Boy, do I feel better. Knowing that President Obama prays every day changes everything. He just has to be a Christian. Anyway, at least a dozen Catholics have already nominated him for sainthood.

What an eye-opener for American Independents, all 18% who thought Obama was a Muslim! Doesn’t it make your head spin? How dumb can they be to add 2 and 2 and expect to get 4?

Talk about jumping the gun. Those guys should be ashamed of themselves. They’re so dim, they might as well be Democrats and Republicans. 

Next thing we know, White House spokesmen will be describing Obama’s prayer rituals. I don’t know about you, but I can’t wait for more juicy details.
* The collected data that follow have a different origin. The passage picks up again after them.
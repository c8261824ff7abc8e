use assert_cmd::Command;
use predicates::prelude::*;
use std::path::{Path, PathBuf};

fn default_rules() -> PathBuf {
    Path::new(env!("CARGO_MANIFEST_DIR"))
        .join("../../rules.yaml")
        .canonicalize()
        .expect("default rule pack should exist")
}

#[test]
fn lists_rules_from_the_default_pack() {
    Command::cargo_bin("paramguard")
        .unwrap()
        .args(["--rules", default_rules().to_str().unwrap(), "list-rules"])
        .assert()
        .success()
        .stdout(predicate::str::contains("rule(s) loaded"))
        .stdout(predicate::str::contains("SECRETS_001"))
        .stdout(predicate::str::contains("CRITICAL"));
}

#[test]
fn json_listing_is_machine_readable() {
    let output = Command::cargo_bin("paramguard")
        .unwrap()
        .args([
            "--rules",
            default_rules().to_str().unwrap(),
            "list-rules",
            "--json",
        ])
        .output()
        .unwrap();
    assert!(output.status.success());

    let rules: serde_json::Value = serde_json::from_slice(&output.stdout).unwrap();
    let rules = rules.as_array().unwrap();
    assert!(!rules.is_empty());
    assert!(rules
        .iter()
        .any(|rule| rule["check"]["type"] == "pattern_match"));
}

#[test]
fn unreadable_rule_pack_is_a_load_error() {
    Command::cargo_bin("paramguard")
        .unwrap()
        .args(["--rules", "definitely-not-here.yaml", "list-rules"])
        .assert()
        .failure()
        .stderr(predicate::str::contains("failed to load rules"));
}
use std::{fs, io, path::Path};

use serde_json::{Map, Value};
use thiserror::Error;
use tracing::trace;

use crate::config::Config;

/// Errors produced while turning raw bytes into a [`Config`].
///
/// A parse failure is fatal for the affected file only; it carries no
/// meaning for other files in the same run.
#[derive(Debug, Error)]
pub enum ParseError {
    #[error("failed to read {path}")]
    Io {
        path: String,
        #[source]
        source: io::Error,
    },
    #[error("failed to parse {path} as JSON")]
    Json {
        path: String,
        #[source]
        source: serde_json::Error,
    },
    #[error("failed to parse {path} as YAML")]
    Yaml {
        path: String,
        #[source]
        source: serde_yaml::Error,
    },
    #[error("failed to parse {path} as TOML")]
    Toml {
        path: String,
        #[source]
        source: toml::de::Error,
    },
    #[error("unable to detect the format of {path}")]
    UnsupportedFormat { path: String },
}

/// Parse one configuration file into a [`Config`], dispatching on the file
/// extension and falling back to auto-detection (JSON, then YAML, then TOML)
/// for anything unrecognized.
pub fn parse_file(path: &Path) -> Result<Config, ParseError> {
    let raw = fs::read_to_string(path).map_err(|source| ParseError::Io {
        path: path.display().to_string(),
        source,
    })?;

    let extension = path
        .extension()
        .and_then(|ext| ext.to_str())
        .map(str::to_ascii_lowercase)
        .unwrap_or_default();
    let file_name = path.file_name().and_then(|name| name.to_str()).unwrap_or("");

    let data = if extension == "env" || file_name == ".env" {
        parse_env(&raw)
    } else {
        match extension.as_str() {
            "json" => parse_json(&raw).map_err(|source| ParseError::Json {
                path: path.display().to_string(),
                source,
            })?,
            "yaml" | "yml" => parse_yaml(&raw).map_err(|source| ParseError::Yaml {
                path: path.display().to_string(),
                source,
            })?,
            "toml" => parse_toml(&raw).map_err(|source| ParseError::Toml {
                path: path.display().to_string(),
                source,
            })?,
            _ => {
                trace!(file = %path.display(), "unrecognized extension, auto-detecting");
                auto_detect(&raw).ok_or_else(|| ParseError::UnsupportedFormat {
                    path: path.display().to_string(),
                })?
            }
        }
    };

    Ok(Config::new(data, path))
}

fn parse_json(raw: &str) -> Result<Map<String, Value>, serde_json::Error> {
    serde_json::from_str(raw)
}

fn parse_yaml(raw: &str) -> Result<Map<String, Value>, serde_yaml::Error> {
    serde_yaml::from_str(raw)
}

fn parse_toml(raw: &str) -> Result<Map<String, Value>, toml::de::Error> {
    let table: toml::Table = toml::from_str(raw)?;
    Ok(table
        .into_iter()
        .map(|(key, value)| (key, toml_to_json(value)))
        .collect())
}

fn toml_to_json(value: toml::Value) -> Value {
    match value {
        toml::Value::String(text) => Value::String(text),
        toml::Value::Integer(int) => Value::from(int),
        toml::Value::Float(float) => serde_json::Number::from_f64(float)
            .map(Value::Number)
            .unwrap_or(Value::Null),
        toml::Value::Boolean(flag) => Value::Bool(flag),
        toml::Value::Datetime(datetime) => Value::String(datetime.to_string()),
        toml::Value::Array(items) => Value::Array(items.into_iter().map(toml_to_json).collect()),
        toml::Value::Table(table) => Value::Object(
            table
                .into_iter()
                .map(|(key, value)| (key, toml_to_json(value)))
                .collect(),
        ),
    }
}

/// Line-oriented `KEY=VALUE` input. Blank lines and `#` comments are
/// skipped, lines without `=` are ignored, surrounding quotes are stripped,
/// and every value is kept as a string.
fn parse_env(raw: &str) -> Map<String, Value> {
    let mut data = Map::new();
    for line in raw.lines() {
        let line = line.trim();
        if line.is_empty() || line.starts_with('#') {
            continue;
        }
        if let Some((key, value)) = line.split_once('=') {
            let value = value.trim().trim_matches(|ch| ch == '"' || ch == '\'');
            data.insert(key.trim().to_string(), Value::String(value.to_string()));
        }
    }
    data
}

fn auto_detect(raw: &str) -> Option<Map<String, Value>> {
    parse_json(raw)
        .ok()
        .or_else(|| parse_yaml(raw).ok())
        .or_else(|| parse_toml(raw).ok())
}

#[cfg(test)]
mod tests {
    use super::*;

    fn parse_named(name: &str, content: &str) -> Result<Config, ParseError> {
        let dir = tempfile::tempdir().unwrap();
        let path = dir.path().join(name);
        fs::write(&path, content).unwrap();
        parse_file(&path)
    }

    #[test]
    fn parses_each_supported_format() {
        let cases = [
            (
                "config.json",
                r#"{"model": "gpt-4", "temperature": 0.7, "max_tokens": 1000}"#,
            ),
            (
                "config.yaml",
                "model: gpt-4\ntemperature: 0.7\nmax_tokens: 1000\n",
            ),
            (
                "config.toml",
                "model = \"gpt-4\"\ntemperature = 0.7\nmax_tokens = 1000\n",
            ),
        ];

        for (name, content) in cases {
            let config = parse_named(name, content).unwrap();
            for key in ["model", "temperature", "max_tokens"] {
                assert!(config.has_field(key), "{name} should contain {key}");
            }
        }
    }

    #[test]
    fn parses_env_files_as_strings() {
        let config = parse_named(
            ".env",
            "# provider settings\nMODEL=gpt-4\nTEMPERATURE=0.7\n\nAPI_KEY=\"sk-quoted\"\nbroken line\n",
        )
        .unwrap();

        assert_eq!(config.data().get("MODEL"), Some(&Value::String("gpt-4".into())));
        assert_eq!(
            config.data().get("TEMPERATURE"),
            Some(&Value::String("0.7".into()))
        );
        assert_eq!(
            config.data().get("API_KEY"),
            Some(&Value::String("sk-quoted".into()))
        );
        assert!(!config.has_field("broken line"));
    }

    #[test]
    fn env_extension_on_named_files() {
        let config = parse_named("production.env", "RATE_LIMIT=100\n").unwrap();
        assert!(config.has_field("RATE_LIMIT"));
    }

    #[test]
    fn nested_structures_survive_parsing() {
        let config = parse_named(
            "config.toml",
            "model = \"gpt-4\"\n\n[rate_limit]\nrpm = 100\ntpm = 10000\n",
        )
        .unwrap();

        assert!(config.has_field("rpm"));
        assert_eq!(config.value_at("rate_limit.rpm"), Some(&serde_json::json!(100)));
    }

    #[test]
    fn invalid_json_is_a_parse_error() {
        let err = parse_named("config.json", r#"{"model": "gpt-4""#).unwrap_err();
        assert!(matches!(err, ParseError::Json { .. }));
    }

    #[test]
    fn empty_json_is_a_parse_error() {
        let err = parse_named("config.json", "").unwrap_err();
        assert!(matches!(err, ParseError::Json { .. }));
    }

    #[test]
    fn missing_file_is_an_io_error() {
        let dir = tempfile::tempdir().unwrap();
        let err = parse_file(&dir.path().join("nonexistent.json")).unwrap_err();
        assert!(matches!(err, ParseError::Io { .. }));
    }

    #[test]
    fn unknown_extension_auto_detects_json() {
        let config = parse_named("config.conf", r#"{"temperature": 1.5}"#).unwrap();
        assert!(config.has_field("temperature"));
    }

    #[test]
    fn unknown_extension_auto_detects_yaml() {
        let config = parse_named("config.conf", "temperature: 1.5\nmodel: gpt-4\n").unwrap();
        assert!(config.has_field("model"));
    }

    #[test]
    fn undetectable_content_is_unsupported() {
        let err = parse_named("config.bin", "\u{1}\u{2}not structured at all").unwrap_err();
        assert!(matches!(err, ParseError::UnsupportedFormat { .. }));
    }

    #[test]
    fn scalar_documents_are_rejected() {
        // A bare scalar is valid YAML but not a mapping.
        let err = parse_named("config.yaml", "just a string\n").unwrap_err();
        assert!(matches!(err, ParseError::Yaml { .. }));
    }
}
Any day now, Americans will be privy to how and when Obama prays. He might even pull a fast one and go to church on Martha’s Vineyard, proof positive he’s on his way to heaven, the one where all the woman are over 50.

What inquiring minds really want to know is does Obama kneel by his bed every night? Mornings? Any old time of day? Is his head bowed in solemn prayer? Does he bow from the waist down? Is his rear-end grounded? Is it ever air-borne, out of respect for his deceased father? His stepfather?  
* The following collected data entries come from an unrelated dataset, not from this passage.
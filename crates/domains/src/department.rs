//! # Departments
//!
//! The fixed set of organizational units a complaint can be routed to.
//! This enum is the only place department names, slugs and contact
//! addresses are spelled out.

use std::fmt;
use std::str::FromStr;

use serde::{Deserialize, Serialize};

use crate::error::DomainError;

#[derive(Debug, Clone, Copy, PartialEq, Eq, PartialOrd, Ord, Hash, Serialize, Deserialize)]
pub enum Department {
    #[serde(rename = "Water Management")]
    WaterManagement,
    #[serde(rename = "Road & Safety")]
    RoadSafety,
    #[serde(rename = "Public Health")]
    PublicHealth,
    #[serde(rename = "Electricity Board")]
    ElectricityBoard,
    #[serde(rename = "Sanitation")]
    Sanitation,
    #[serde(rename = "General Administration")]
    GeneralAdministration,
}

impl Department {
    pub const ALL: [Department; 6] = [
        Department::WaterManagement,
        Department::RoadSafety,
        Department::PublicHealth,
        Department::ElectricityBoard,
        Department::Sanitation,
        Department::GeneralAdministration,
    ];

    /// Short stable identifier used in URLs and seed data (e.g., "water").
    pub const fn slug(self) -> &'static str {
        match self {
            Department::WaterManagement => "water",
            Department::RoadSafety => "roads",
            Department::PublicHealth => "health",
            Department::ElectricityBoard => "electricity",
            Department::Sanitation => "sanitation",
            Department::GeneralAdministration => "general",
        }
    }

    pub const fn name(self) -> &'static str {
        match self {
            Department::WaterManagement => "Water Management",
            Department::RoadSafety => "Road & Safety",
            Department::PublicHealth => "Public Health",
            Department::ElectricityBoard => "Electricity Board",
            Department::Sanitation => "Sanitation",
            Department::GeneralAdministration => "General Administration",
        }
    }

    /// Contact address complaints for this department are routed to.
    pub const fn email(self) -> &'static str {
        match self {
            Department::WaterManagement => "admin@water.gov",
            Department::RoadSafety => "admin@roads.gov",
            Department::PublicHealth => "admin@health.gov",
            Department::ElectricityBoard => "admin@power.gov",
            Department::Sanitation => "admin@sanitation.gov",
            Department::GeneralAdministration => "admin@general.gov",
        }
    }

    pub fn from_slug(slug: &str) -> Option<Self> {
        Self::ALL.into_iter().find(|d| d.slug() == slug)
    }

    pub fn info(self) -> DepartmentInfo {
        DepartmentInfo {
            id: self.slug(),
            name: self.name(),
            email: self.email(),
            description: format!("{} - Government Department", self.name()),
        }
    }
}

impl fmt::Display for Department {
    fn fmt(&self, f: &mut fmt::Formatter<'_>) -> fmt::Result {
        f.write_str(self.name())
    }
}

/// Accepts the display name (any case) or the slug.
impl FromStr for Department {
    type Err = DomainError;

    fn from_str(s: &str) -> Result<Self, Self::Err> {
        let needle = s.trim();
        Self::ALL
            .into_iter()
            .find(|d| d.name().eq_ignore_ascii_case(needle) || d.slug() == needle)
            .ok_or_else(|| DomainError::validation(format!("unknown department: {needle}")))
    }
}

/// Public view of a department for the directory endpoints.
#[derive(Debug, Clone, PartialEq, Eq, Serialize)]
pub struct DepartmentInfo {
    pub id: &'static str,
    pub name: &'static str,
    pub email: &'static str,
    pub description: String,
}

#[cfg(test)]
mod tests {
    use super::*;

    #[test]
    fn parses_names_and_slugs() {
        assert_eq!("Road & Safety".parse::<Department>(), Ok(Department::RoadSafety));
        assert_eq!("road & safety".parse::<Department>(), Ok(Department::RoadSafety));
        assert_eq!("electricity".parse::<Department>(), Ok(Department::ElectricityBoard));
        assert!(matches!(
            "Parks".parse::<Department>(),
            Err(DomainError::Validation(_))
        ));
    }

    #[test]
    fn serializes_as_display_name() {
        let json = serde_json::to_string(&Department::WaterManagement).unwrap();
        assert_eq!(json, "\"Water Management\"");
        let back: Department = serde_json::from_str("\"Sanitation\"").unwrap();
        assert_eq!(back, Department::Sanitation);
    }

    #[test]
    fn slugs_are_unique() {
        for d in Department::ALL {
            assert_eq!(Department::from_slug(d.slug()), Some(d));
        }
    }
}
Does Obama pray alone, or wait until 2 or 3 are gathered together in God’s name?

Speaking of, what does Obama call God? Does he keep it simple and call God “God”? Or does he dare to bump it up a notch, calling Him “My Lord and Savior”? Does he pray to Jesus, the Christ, JC, Joe Christmas?  Are any saints involved? If so, which ones? 
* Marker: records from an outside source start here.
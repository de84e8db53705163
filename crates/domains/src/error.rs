//! # DomainError
//!
//! Centralized error handling for the complaint desk.
//! Every port and service returns this type; the HTTP adapter maps each
//! variant to a status code.

use thiserror::Error;

/// The primary error type for all domain and service operations.
#[derive(Error, Debug, Clone, PartialEq, Eq)]
pub enum DomainError {
    /// Malformed or missing input (e.g., complaint text too short)
    #[error("validation error: {0}")]
    Validation(String),

    /// No identity claim, or a claim that failed verification
    #[error("unauthorized: {0}")]
    Unauthorized(String),

    /// Identity present but outside the resource's scope
    #[error("forbidden: {0}")]
    Forbidden(String),

    /// Referenced complaint, user, admin or department does not exist
    #[error("{entity} not found with ID {id}")]
    NotFound { entity: &'static str, id: String },

    /// Resource already exists (e.g., duplicate account email)
    #[error("conflict: {0}")]
    Conflict(String),

    /// Infrastructure failure (e.g., DB down). The message is for logs only.
    #[error("internal service error: {0}")]
    Internal(String),
}

impl DomainError {
    pub fn validation(message: impl Into<String>) -> Self {
        Self::Validation(message.into())
    }

    pub fn unauthorized(message: impl Into<String>) -> Self {
        Self::Unauthorized(message.into())
    }

    pub fn forbidden(message: impl Into<String>) -> Self {
        Self::Forbidden(message.into())
    }

    pub fn not_found(entity: &'static str, id: impl ToString) -> Self {
        Self::NotFound {
            entity,
            id: id.to_string(),
        }
    }

    pub fn conflict(message: impl Into<String>) -> Self {
        Self::Conflict(message.into())
    }

    pub fn internal(message: impl Into<String>) -> Self {
        Self::Internal(message.into())
    }
}

/// A specialized Result type for complaint desk logic.
pub type Result<T> = std::result::Result<T, DomainError>;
Does the president go in for incense? Holy Water?

After Labor Day, I have it on good authority that the Pope will start emailing Obama every week. We the People can read their Twitters.

Praise the Lord, I can hardly wait. I don’t know about you, but they’re on my agenda right after Housewives of New Jersey.

In October, Black Christians who have never been Muslims will be summoned for vespers with the First Family. That leaves Rev. Wright out in the cold again; but verily I say to you, it’s better than being run over by a bus. Sorry, Jeremiah, you had a good run.

On Thanksgiving, Obama will attend his first high mass at Camp David Chapel, hours before the dawning of his newly-designated Green Friday.

God only knows what the Obamas will do for Christmas. They could easily cause another traffic jam on Massachusetts Avenue and head to the Washington Cathedral.

In 2011, if Michelle can find enough USDEA-Approved eggs to hide, Franklin Graham and Family will be invited to the Easter Egg Roll.

Of course, on that occasion, it’s not spiritually correct to invite Muslims. As a consolation prize, Daisy and her Imam will be sent on an Alaskan cruise, paid for by the Palin Defense Fund. From the highest mountain they can find, the Muslim couple will speak to the world brotherhood, all of whose feelings have been devastated by yet another unreliable US President.

Meanwhile in the lower 48, polls show that 93.5 % of Americans believe that going to church makes one a Christian. A full 99.3% believe that each time we enter garages, we become cars. 

What a 2-fer. Christians for Clunkers, and they go both ways. If we drive into a ditch, it’s God’s fault. If we drive off a cliff, it’s ours.